I know, but it is frightening how little some people have learned from history. Left with simplistic self-fooling notions as if English people are innately good so nothing they think or support can be fascist because they opposed German Nazis in WWII. While they support the modern equivalent of Mosley who would have had us on the other side.
 
A radical thought - rather than simply rely upon the unfunded (albeit worthy) manifesto and campaign aspirations, the incoming government could articulate the measures they will use to evaluate their election and subsequent government a success or failure.

I had in mind (for instance) the following - eg:
  • unemployment currently 4.3%. Target - no more than 4.5%
  • growth from 2023 compared to other G7 members. Target 1st or 2nd position
  • overall tax take currently 40%. Target below 40%
  • NHS waiting lists currently 7.6m Target 2.0m
  • A&E waiting time currently 75% within 4 hours. Target 95%
  • Housebuilding currently ~231k (2023). Target 1.5m over 5 years
  • GDP to debt ratio currently 98%. Target less than 95%
There are more - but the principle is clear - stop the BS, objectivity, clear expectations. Had the same objective analysis been done with Brexit I suspect we would now judge it an unmitigated failure.

The thought process should also set levels of achievement ranging from complete failure, through reasonable, to outstanding. Not all will be fully achieved, some will be abject failures - a balanced scorecard needs to be the outcome.

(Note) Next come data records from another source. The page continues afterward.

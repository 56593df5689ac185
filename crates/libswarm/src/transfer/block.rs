use swarm_core::Piece;
use tracing::{debug, trace};

use crate::{
    clock::Timestamp,
    error::{Error, Result},
    type_aliases::PeerHandle,
};

use super::{
    block_failed::BlockFailed,
    block_transfer::{BlockRef, TransferArena, TransferKey, TransferState},
};

#[derive(Debug, Clone, Copy, PartialEq, Eq)]
pub enum BlockState {
    Incomplete,
    Completed,
}

/// A block of a chunk and every transfer that targets it.
///
/// The block doesn't own its transfers, the [`TransferArena`] does. Every
/// mutating method takes the arena so transfer records and the block's lists
/// change together.
#[derive(Debug)]
pub struct Block {
    piece: Piece,
    state: BlockState,
    queued: Vec<TransferKey>,
    transfers: Vec<TransferKey>,
    // Finishers of earlier rounds that failed verification. Kept to find out
    // who sent bad data once the chunk finally passes.
    retired: Vec<TransferKey>,
    leader: Option<TransferKey>,
    not_stalled: u32,
    failed: Option<BlockFailed>,
}

impl Block {
    pub fn new(piece: Piece) -> Self {
        Self {
            piece,
            state: BlockState::Incomplete,
            queued: Vec::new(),
            transfers: Vec::new(),
            retired: Vec::new(),
            leader: None,
            not_stalled: 0,
            failed: None,
        }
    }

    pub fn piece(&self) -> Piece {
        self.piece
    }

    pub fn state(&self) -> BlockState {
        self.state
    }

    pub fn is_finished(&self) -> bool {
        self.state == BlockState::Completed
    }

    pub fn is_stalled(&self) -> bool {
        self.not_stalled == 0
    }

    pub fn size_all(&self) -> usize {
        self.queued.len() + self.transfers.len()
    }

    pub fn size_not_stalled(&self) -> u32 {
        self.not_stalled
    }

    pub fn queued(&self) -> &[TransferKey] {
        &self.queued
    }

    pub fn transfers(&self) -> &[TransferKey] {
        &self.transfers
    }

    pub fn retired(&self) -> &[TransferKey] {
        &self.retired
    }

    pub fn leader(&self) -> Option<TransferKey> {
        self.leader
    }

    pub fn failed_list(&self) -> Option<&BlockFailed> {
        self.failed.as_ref()
    }

    pub(crate) fn failed_list_mut(&mut self) -> &mut Option<BlockFailed> {
        &mut self.failed
    }

    /// The transfer `peer` has in this block, queued or active, erased
    /// included.
    pub fn find(&self, arena: &TransferArena, peer: PeerHandle) -> Option<TransferKey> {
        self.queued
            .iter()
            .chain(self.transfers.iter())
            .copied()
            .find(|k| arena.get(*k).map(|t| t.peer() == peer).unwrap_or(false))
    }

    pub(crate) fn insert(
        &mut self,
        arena: &mut TransferArena,
        peer: PeerHandle,
        at: BlockRef,
        now: Timestamp,
    ) -> Result<TransferKey> {
        if self.find(arena, peer).is_some() {
            return Err(Error::BugDuplicateTransfer {
                peer,
                piece: self.piece,
            });
        }
        let key = arena.create(peer, at, self.piece, now)?;
        self.queued.push(key);
        self.not_stalled += 1;
        Ok(key)
    }

    /// The first bytes of a queued transfer arrived. Returns whether it became
    /// the leader.
    pub(crate) fn transfering(&mut self, arena: &mut TransferArena, key: TransferKey) -> Result<bool> {
        let pos = self
            .queued
            .iter()
            .position(|k| *k == key)
            .ok_or(Error::BugTransferNotQueued)?;
        if !arena.get(key)?.is_queued() {
            return Err(Error::BugTransferNotQueued);
        }
        self.queued.remove(pos);
        self.transfers.push(key);

        let t = arena.get_mut(key)?;
        if self.leader.is_none() {
            t.set_state(TransferState::Leader);
            self.leader = Some(key);
            Ok(true)
        } else {
            t.set_state(TransferState::NotLeader);
            Ok(false)
        }
    }

    /// Remove a transfer that isn't the finished leader and destroy it. If it
    /// was leading, the non-leader furthest ahead takes over.
    pub(crate) fn erase(&mut self, arena: &mut TransferArena, key: TransferKey) -> Result<()> {
        let t = arena.get(key)?;
        let was_active = t.is_active();
        match t.state() {
            TransferState::Queued => {
                let pos = self
                    .queued
                    .iter()
                    .position(|k| *k == key)
                    .ok_or(Error::BugTransferNotFound)?;
                self.queued.remove(pos);
            }
            TransferState::Erased => {
                self.remove_active(key)?;
            }
            TransferState::Leader | TransferState::NotLeader => {
                if self.is_finished() {
                    return Err(Error::BugBlockFinished(self.piece));
                }
                self.remove_active(key)?;
                if self.leader == Some(key) {
                    self.leader = None;
                    self.promote(arena)?;
                }
            }
        }
        if was_active {
            self.dec_not_stalled()?;
        }
        arena.destroy(key)
    }

    fn remove_active(&mut self, key: TransferKey) -> Result<()> {
        let pos = self
            .transfers
            .iter()
            .position(|k| *k == key)
            .ok_or(Error::BugTransferNotFound)?;
        self.transfers.remove(pos);
        Ok(())
    }

    fn promote(&mut self, arena: &mut TransferArena) -> Result<()> {
        let mut best: Option<(TransferKey, u32)> = None;
        for k in self.transfers.iter().copied() {
            let t = arena.get(k)?;
            if !t.is_not_leader() {
                continue;
            }
            if best.map(|(_, p)| t.position() > p).unwrap_or(true) {
                best = Some((k, t.position()));
            }
        }
        if let Some((k, position)) = best {
            arena.get_mut(k)?.set_state(TransferState::Leader);
            self.leader = Some(k);
            debug!(piece = %self.piece, position, "promoted new leader");
        }
        Ok(())
    }

    /// Non-leader whose bytes disagree with the leader's.
    pub(crate) fn transfer_dissimilar(&mut self, arena: &mut TransferArena, key: TransferKey) -> Result<()> {
        if self.leader == Some(key) {
            return Err(Error::BugAlreadyLeader);
        }
        let t = arena.get_mut(key)?;
        if !t.is_not_leader() {
            return Err(Error::BugNotLeader);
        }
        let was_active = t.is_active();
        t.set_state(TransferState::Erased);
        if was_active {
            self.dec_not_stalled()?;
        }
        trace!(piece = %self.piece, peer = %t.peer(), "transfer is dissimilar");
        Ok(())
    }

    pub(crate) fn change_leader(&mut self, arena: &mut TransferArena, key: TransferKey) -> Result<()> {
        if self.leader == Some(key) {
            return Err(Error::BugAlreadyLeader);
        }
        if self.is_finished() {
            return Err(Error::BugBlockFinished(self.piece));
        }
        if !self.transfers.contains(&key) {
            return Err(Error::BugTransferNotFound);
        }
        if let Some(old) = self.leader {
            arena.get_mut(old)?.set_state(TransferState::NotLeader);
        }
        arena.get_mut(key)?.set_state(TransferState::Leader);
        self.leader = Some(key);
        Ok(())
    }

    pub(crate) fn stalled(&mut self, arena: &mut TransferArena, key: TransferKey) -> Result<()> {
        let t = arena.get_mut(key)?;
        if !t.is_linked() {
            return Ok(());
        }
        let was_active = t.is_active();
        t.set_stall(t.stall() + 1);
        if was_active {
            self.dec_not_stalled()?;
        }
        Ok(())
    }

    /// Data arrived, the transfer is no longer stalled.
    pub(crate) fn unstall(&mut self, arena: &mut TransferArena, key: TransferKey) -> Result<()> {
        let t = arena.get_mut(key)?;
        if t.stall() == 0 {
            return Ok(());
        }
        let was_active = t.is_active();
        t.set_stall(0);
        if !was_active && t.is_active() {
            self.not_stalled += 1;
        }
        Ok(())
    }

    /// The leader delivered the whole block. Every other transfer is detached
    /// and the leader alone stays on record.
    pub(crate) fn completed(&mut self, arena: &mut TransferArena, key: TransferKey) -> Result<()> {
        if self.is_finished() {
            return Err(Error::BugBlockFinished(self.piece));
        }
        let t = arena.get(key)?;
        if !t.is_valid() {
            return Err(Error::BugTransferInvalid);
        }
        if self.leader != Some(key) || !t.is_leader() {
            return Err(Error::BugNotLeader);
        }
        if !t.is_finished() {
            return Err(Error::BugTransferNotFinished(self.piece));
        }

        let others: Vec<TransferKey> = self
            .queued
            .drain(..)
            .chain(self.transfers.drain(..))
            .filter(|k| *k != key)
            .collect();
        for k in others {
            arena.invalidate(k)?;
        }
        self.transfers.push(key);
        self.not_stalled = 0;
        self.state = BlockState::Completed;
        arena.unlink(key)?;
        Ok(())
    }

    /// Reopen a finished block after its chunk failed verification. The
    /// finisher is retired and a new round can start.
    pub(crate) fn failed_leader(&mut self, arena: &mut TransferArena) -> Result<()> {
        if !self.is_finished() {
            return Err(Error::BugBlockNotFinished(self.piece));
        }
        self.leader = None;
        for k in self.transfers.drain(..) {
            arena.get_mut(k)?.set_state(TransferState::NotLeader);
            self.retired.push(k);
        }
        self.state = BlockState::Incomplete;
        self.not_stalled = 0;
        if let Some(f) = self.failed.as_mut() {
            f.set_current(None);
        }
        Ok(())
    }

    /// Detach everything, the block is going away.
    pub(crate) fn clear(&mut self, arena: &mut TransferArena) -> Result<()> {
        for k in self
            .queued
            .drain(..)
            .chain(self.transfers.drain(..))
            .chain(self.retired.drain(..))
        {
            arena.invalidate(k)?;
        }
        self.leader = None;
        self.not_stalled = 0;
        Ok(())
    }

    fn dec_not_stalled(&mut self) -> Result<()> {
        self.not_stalled = self
            .not_stalled
            .checked_sub(1)
            .ok_or(Error::Internal("block not-stalled counter underflow"))?;
        Ok(())
    }
}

No matter how worthy an idea, or reflective of good management practice, to set clear criteria to judge success or failure, I suspect the flow of BS, blame the current incumbents (probably fair), or blame external events beyond the control of government will prevail.
This all assumes everything outside the targets is in stasis, and if that is not the case then the targets can start distorting things. Some of them are just unrealistic, like your second bullet. And in every simplistic target there is a dodge or an unexpected cost that has not been democratically accounted for with the same transparency.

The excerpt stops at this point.